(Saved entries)
:::

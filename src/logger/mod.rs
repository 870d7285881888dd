//! Internal logger for `acadanalytics`.
//! Feature flags: `log-info`, `log-debug`, `verbose`, `file-logging`.

use std::fmt::{self, Arguments};
use std::str::FromStr;
#[cfg(feature = "log-debug")]
use std::sync::atomic::AtomicBool;
use std::sync::atomic::{AtomicU8, Ordering};
use std::sync::LazyLock;

#[cfg(feature = "file-logging")]
use std::{
    fs::{File, OpenOptions},
    io::Write,
    sync::Mutex,
};

/// Logging levels.
#[derive(Copy, Clone, Debug, PartialEq, Eq, PartialOrd, Ord)]
pub enum Level {
    /// Error-level messages (always enabled).
    Error = 1,
    /// Warning-level messages (always enabled).
    Warn = 2,
    /// Info-level messages (requires `log-info` feature).
    Info = 3,
    /// Debug-level messages (requires `log-debug` feature and runtime enablement).
    Debug = 4,
}

impl Level {
    /// Prefix written in front of every message at this level.
    #[must_use]
    pub const fn prefix(self) -> &'static str {
        match self {
            Self::Error => "[ERROR]",
            Self::Warn => "[WARN]",
            Self::Info => "[INFO]",
            Self::Debug => "[DEBUG]",
        }
    }

    const fn to_stderr(self) -> bool {
        matches!(self, Self::Error | Self::Warn)
    }

    const fn from_u8(value: u8) -> Self {
        match value {
            1 => Self::Error,
            2 => Self::Warn,
            3 => Self::Info,
            _ => Self::Debug,
        }
    }
}

impl FromStr for Level {
    type Err = String;

    fn from_str(s: &str) -> Result<Self, Self::Err> {
        match s.trim().to_ascii_lowercase().as_str() {
            "error" | "err" => Ok(Self::Error),
            "warn" | "warning" => Ok(Self::Warn),
            "info" => Ok(Self::Info),
            "debug" => Ok(Self::Debug),
            other => Err(format!("Unknown log level: '{other}'")),
        }
    }
}

impl fmt::Display for Level {
    fn fmt(&self, f: &mut fmt::Formatter<'_>) -> fmt::Result {
        let name = match self {
            Self::Error => "error",
            Self::Warn => "warn",
            Self::Info => "info",
            Self::Debug => "debug",
        };
        f.write_str(name)
    }
}

const fn default_level() -> u8 {
    if cfg!(feature = "log-debug") {
        Level::Debug as u8
    } else if cfg!(feature = "log-info") {
        Level::Info as u8
    } else {
        Level::Warn as u8
    }
}

static LOG_LEVEL: LazyLock<AtomicU8> = LazyLock::new(|| AtomicU8::new(default_level()));
#[cfg(feature = "log-debug")]
static DEBUG_ENABLED: AtomicBool = AtomicBool::new(true);
#[cfg(feature = "verbose")]
static VERBOSE_ENABLED: AtomicBool = AtomicBool::new(false);
#[cfg(feature = "file-logging")]
static LOG_FILE: LazyLock<Mutex<Option<File>>> = LazyLock::new(|| Mutex::new(None));

/// Set the global log level.
pub fn set_level(level: Level) {
    LOG_LEVEL.store(level as u8, Ordering::SeqCst);
}

/// Current global log level.
#[must_use]
pub fn level() -> Level {
    Level::from_u8(LOG_LEVEL.load(Ordering::SeqCst))
}

#[must_use]
/// Parse level from string (case-insensitive) and set it. Returns `true` on success.
pub fn set_level_from_str(level: &str) -> bool {
    level.parse::<Level>().map(set_level).is_ok()
}

#[cfg(feature = "log-debug")]
/// Enable debug logging at runtime.
pub fn enable_debug() {
    DEBUG_ENABLED.store(true, Ordering::SeqCst);
}
#[cfg(not(feature = "log-debug"))]
/// Enable debug logging at runtime (no-op when `log-debug` feature is disabled).
pub fn enable_debug() {}

#[cfg(feature = "log-debug")]
/// Disable debug logging at runtime.
pub fn disable_debug() {
    DEBUG_ENABLED.store(false, Ordering::SeqCst);
}
#[cfg(not(feature = "log-debug"))]
/// Disable debug logging at runtime (no-op when `log-debug` feature is disabled).
pub fn disable_debug() {}

#[cfg(feature = "log-debug")]
/// Returns whether debug logging is enabled.
pub fn is_debug_enabled() -> bool {
    DEBUG_ENABLED.load(Ordering::SeqCst)
}
#[cfg(not(feature = "log-debug"))]
/// Returns whether debug logging is enabled (always false when feature is disabled).
pub const fn is_debug_enabled() -> bool {
    false
}

#[cfg(feature = "verbose")]
/// Enable verbose output at runtime.
pub fn enable_verbose() {
    VERBOSE_ENABLED.store(true, Ordering::SeqCst);
}
#[cfg(not(feature = "verbose"))]
/// Enable verbose output at runtime (no-op when `verbose` feature is disabled).
pub fn enable_verbose() {}

#[cfg(feature = "verbose")]
/// Returns whether verbose output is enabled.
pub fn is_verbose_enabled() -> bool {
    VERBOSE_ENABLED.load(Ordering::SeqCst)
}
#[cfg(not(feature = "verbose"))]
/// Returns whether verbose output is enabled (always false when feature is disabled).
pub const fn is_verbose_enabled() -> bool {
    false
}

#[cfg(feature = "file-logging")]
#[must_use]
/// Route log output to an append-only file. Returns `true` on success.
pub fn init_file_logging(path: &std::path::Path) -> bool {
    if let Some(parent) = path.parent() {
        if !parent.as_os_str().is_empty() && std::fs::create_dir_all(parent).is_err() {
            return false;
        }
    }
    OpenOptions::new()
        .create(true)
        .append(true)
        .open(path)
        .is_ok_and(|file| {
            LOG_FILE.lock().is_ok_and(|mut log_file| {
                *log_file = Some(file);
                true
            })
        })
}

#[cfg(not(feature = "file-logging"))]
/// Initialize file logging (no-op when `file-logging` feature is disabled).
pub fn init_file_logging(_path: &std::path::Path) -> bool {
    false
}

/// Writes to the log file when one is open. Returns `false` when the message
/// should go to the console instead.
#[cfg(feature = "file-logging")]
fn write_to_file(line: &str) -> bool {
    let Ok(mut guard) = LOG_FILE.lock() else {
        return false;
    };
    guard.as_mut().is_some_and(|file| {
        let _ = writeln!(file, "{line}");
        let _ = file.flush();
        true
    })
}

#[cfg(not(feature = "file-logging"))]
const fn write_to_file(_line: &str) -> bool {
    false
}

fn emit(level: Level, msg: &str) {
    let line = format!("{} {msg}", level.prefix());
    if write_to_file(&line) {
        return;
    }
    if level.to_stderr() {
        eprintln!("{line}");
    } else {
        println!("{line}");
    }
}

fn should_log(level: Level) -> bool {
    let compiled_in = match level {
        Level::Info => cfg!(feature = "log-info"),
        Level::Debug => cfg!(feature = "log-debug") && is_debug_enabled(),
        Level::Error | Level::Warn => true,
    };
    compiled_in && level <= self::level()
}

/// Internal logging dispatcher used by public macros.
pub fn log_impl(level: Level, args: Arguments) {
    if should_log(level) {
        emit(level, &args.to_string());
    }
}

#[macro_export]
/// Logs an error-level message (always enabled).
macro_rules! error { ($($arg:tt)*) => { $crate::logger::log_impl($crate::logger::Level::Error, format_args!($($arg)*)) }; }
#[macro_export]
/// Logs a warning-level message (always enabled).
macro_rules! warn  { ($($arg:tt)*) => { $crate::logger::log_impl($crate::logger::Level::Warn,  format_args!($($arg)*)) }; }
#[macro_export]
/// Logs an info-level message (requires `log-info` feature).
macro_rules! info  { ($($arg:tt)*) => { $crate::logger::log_impl($crate::logger::Level::Info,  format_args!($($arg)*)) }; }
#[macro_export]
/// Logs a debug-level message (requires `log-debug` feature and runtime enablement).
macro_rules! debug { ($($arg:tt)*) => { $crate::logger::log_impl($crate::logger::Level::Debug, format_args!($($arg)*)) }; }
#[macro_export]
/// Prints a verbose message to stdout when verbose output is enabled. Never written to log files.
macro_rules! verbose {
    ($($arg:tt)*) => {
        if $crate::logger::is_verbose_enabled() { println!($($arg)*); }
    }
}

:::

**Work to be completed**
Wherever the word "emit" appears in a line of the data above, copy that line.

**Finished exercise**
fn emit(level: Level, msg: &str) {
        emit(level, &args.to_string());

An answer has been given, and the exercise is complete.